As you already know, happiness is mostly in your head. If blogging sounds too solitary, just think of it as writing a column--something that's productive and uses your talents. As a reader that's how I see Goofus Musings.
It's tough moving somewhere new, and that's not your fault. Eventually you will end up too busy with various friends and activities and you will pine for the days when you could just sit around alone reading/writing/whatever without feeling guilty for missing an obligation.
The two flameboys from the previous post really don't get what person-blogs are about. They're not about the (often unimportant) events in the writer's life. They're more of a stand-up act of sorts, or at least the good ones are. Normal incidents plus clever spin equals fun reading.

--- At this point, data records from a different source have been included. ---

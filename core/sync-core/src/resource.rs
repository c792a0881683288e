//! Resources and the handles the graph is built from.
//!
//! A [`Resource`] is mutated in place and shared through [`ResourceRef`].
//! Handles carry their immutable `(kind, id)` key so collections can be
//! scanned without taking a lock on every member.

use std::collections::{BTreeMap, BTreeSet};
use std::fmt;
use std::sync::Arc;

use fleetdeck_protocol::id_string;
use parking_lot::{RwLock, RwLockReadGuard, RwLockWriteGuard};
use serde_json::{Map, Value};

pub const STATE_ACTIVE: &str = "active";

#[derive(Debug, Clone, PartialEq, Eq, PartialOrd, Ord, Hash)]
pub struct ResourceKey {
    pub kind: String,
    pub id: String,
}

impl ResourceKey {
    pub fn new(kind: impl Into<String>, id: impl Into<String>) -> Self {
        Self {
            kind: kind.into(),
            id: id.into(),
        }
    }
}

impl fmt::Display for ResourceKey {
    fn fmt(&self, f: &mut fmt::Formatter<'_>) -> fmt::Result {
        write!(f, "{}:{}", self.kind, self.id)
    }
}

/// Shared handle to a canonical resource.
#[derive(Clone)]
pub struct ResourceRef {
    key: ResourceKey,
    inner: Arc<RwLock<Resource>>,
}

impl ResourceRef {
    pub fn new(resource: Resource) -> Self {
        Self {
            key: ResourceKey::new(resource.kind.clone(), resource.id.clone()),
            inner: Arc::new(RwLock::new(resource)),
        }
    }

    pub fn key(&self) -> &ResourceKey {
        &self.key
    }

    pub fn kind(&self) -> &str {
        &self.key.kind
    }

    pub fn id(&self) -> &str {
        &self.key.id
    }

    pub fn read(&self) -> RwLockReadGuard<'_, Resource> {
        self.inner.read()
    }

    pub fn write(&self) -> RwLockWriteGuard<'_, Resource> {
        self.inner.write()
    }

    /// True when both handles point at the same instance, not merely the same key.
    pub fn same_instance(&self, other: &ResourceRef) -> bool {
        Arc::ptr_eq(&self.inner, &other.inner)
    }

    pub fn state(&self) -> Option<String> {
        self.read().state.clone()
    }
}

impl fmt::Debug for ResourceRef {
    fn fmt(&self, f: &mut fmt::Formatter<'_>) -> fmt::Result {
        // Graphs are cyclic (balancer <-> config); never recurse.
        write!(f, "ResourceRef({})", self.key)
    }
}

/// Typed, identity-addressed record.
#[derive(Debug, Clone)]
pub struct Resource {
    kind: String,
    id: String,
    state: Option<String>,
    fields: Map<String, Value>,
    relations: BTreeMap<String, ResourceRef>,
    collections: BTreeMap<String, Vec<ResourceRef>>,
}

impl Resource {
    pub fn new(kind: impl Into<String>, id: impl Into<String>) -> Self {
        Self {
            kind: kind.into(),
            id: id.into(),
            state: None,
            fields: Map::new(),
            relations: BTreeMap::new(),
            collections: BTreeMap::new(),
        }
    }

    pub fn kind(&self) -> &str {
        &self.kind
    }

    pub fn id(&self) -> &str {
        &self.id
    }

    pub fn state(&self) -> Option<&str> {
        self.state.as_deref()
    }

    pub fn set_state(&mut self, state: impl Into<String>) {
        self.state = Some(state.into());
    }

    pub fn field(&self, name: &str) -> Option<&Value> {
        self.fields.get(name)
    }

    pub fn set_field(&mut self, name: impl Into<String>, value: Value) {
        self.fields.insert(name.into(), value);
    }

    pub fn relation(&self, name: &str) -> Option<ResourceRef> {
        self.relations.get(name).cloned()
    }

    pub fn set_relation(&mut self, name: impl Into<String>, target: ResourceRef) {
        self.relations.insert(name.into(), target);
    }

    pub fn collection(&self, name: &str) -> Option<&[ResourceRef]> {
        self.collections.get(name).map(Vec::as_slice)
    }

    pub fn collection_names(&self) -> impl Iterator<Item = &str> {
        self.collections.keys().map(String::as_str)
    }

    /// Returns the named collection, creating it empty if absent.
    pub fn collection_mut(&mut self, name: &str) -> &mut Vec<ResourceRef> {
        self.collections.entry(name.to_string()).or_default()
    }

    pub fn collection_contains(&self, name: &str, id: &str) -> bool {
        self.collections
            .get(name)
            .map(|members| members.iter().any(|member| member.id() == id))
            .unwrap_or(false)
    }

    /// Removes every member with `id`; returns how many were dropped.
    pub fn remove_from_collection(&mut self, name: &str, id: &str) -> usize {
        match self.collections.get_mut(name) {
            Some(members) => {
                let before = members.len();
                members.retain(|member| member.id() != id);
                before - members.len()
            }
            None => 0,
        }
    }

    /// Ids referenced by a pointer field, whatever shape it arrived in:
    /// a bare id, a list of ids or objects, a resolved relation, or a
    /// resolved collection.
    pub fn pointer_ids(&self, field: &str) -> BTreeSet<String> {
        if let Some(target) = self.relations.get(field) {
            return BTreeSet::from([target.id().to_string()]);
        }
        if let Some(members) = self.collections.get(field) {
            return members.iter().map(|m| m.id().to_string()).collect();
        }

        match self.fields.get(field) {
            Some(Value::Array(items)) => items.iter().filter_map(item_id).collect(),
            Some(value) => item_id(value).into_iter().collect(),
            None => BTreeSet::new(),
        }
    }

    /// Merges a payload. Keys present in `payload` win; absent keys are kept.
    ///
    /// `resolve` turns embedded `{type, id, ...}` objects into canonical
    /// handles; it is the identity-map hook of the owning store.
    pub fn apply_payload<F>(&mut self, payload: Map<String, Value>, resolve: &mut F)
    where
        F: FnMut(Map<String, Value>) -> Option<ResourceRef>,
    {
        for (key, value) in payload {
            match key.as_str() {
                "id" | "type" => continue,
                "state" => {
                    self.state = value.as_str().map(str::to_string);
                    continue;
                }
                _ => {}
            }

            match value {
                Value::Object(map) if is_embedded_resource(&map) => {
                    if let Some(target) = resolve(map) {
                        self.fields.remove(&key);
                        self.relations.insert(key, target);
                    }
                }
                Value::Array(items)
                    if (!items.is_empty() && items.iter().all(is_embedded_value))
                        || (items.is_empty() && self.collections.contains_key(&key)) =>
                {
                    let members = items
                        .into_iter()
                        .filter_map(|item| match item {
                            Value::Object(map) => resolve(map),
                            _ => None,
                        })
                        .collect();
                    self.fields.remove(&key);
                    self.collections.insert(key, members);
                }
                Value::Null if self.relations.contains_key(&key) => {
                    self.relations.remove(&key);
                }
                other => {
                    self.relations.remove(&key);
                    self.collections.remove(&key);
                    self.fields.insert(key, other);
                }
            }
        }
    }

    /// Full property overwrite from another instance of the same resource.
    pub fn overwrite_from(&mut self, other: &Resource) {
        if other.state.is_some() {
            self.state = other.state.clone();
        }
        for (key, value) in &other.fields {
            if let (Value::Array(items), Some(members)) = (value, self.collections.get_mut(key)) {
                if items.is_empty() {
                    members.clear();
                    continue;
                }
            }
            self.relations.remove(key);
            self.collections.remove(key);
            self.fields.insert(key.clone(), value.clone());
        }
        for (key, target) in &other.relations {
            self.fields.remove(key);
            self.relations.insert(key.clone(), target.clone());
        }
        for (key, members) in &other.collections {
            self.fields.remove(key);
            self.collections.insert(key.clone(), members.clone());
        }
    }

    /// Drops every handle this resource holds, breaking reference cycles.
    pub fn clear_links(&mut self) {
        self.relations.clear();
        self.collections.clear();
    }
}

fn item_id(value: &Value) -> Option<String> {
    match value {
        Value::Object(map) => map.get("id").and_then(id_string),
        other => id_string(other),
    }
}

pub(crate) fn is_embedded_resource(map: &Map<String, Value>) -> bool {
    map.get("type").and_then(Value::as_str).is_some()
        && map.get("id").and_then(id_string).is_some()
}

fn is_embedded_value(value: &Value) -> bool {
    matches!(value, Value::Object(map) if is_embedded_resource(map))
}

If they're a bit self-deprecating, or even self-mocking, so much the better -- see "stand-up act," above. Clever writers make good blogs.
Flameboy-sub-1 stole the definition he used. Flameboy-sub-2 just made vomiting noises (I think). Here's an easy way out, boys -- if you don't like it, don't read it. I know for a fact you couldn't do it this well.
We love The Jesseanna. And there shall be no more being mean to The Jesseanna.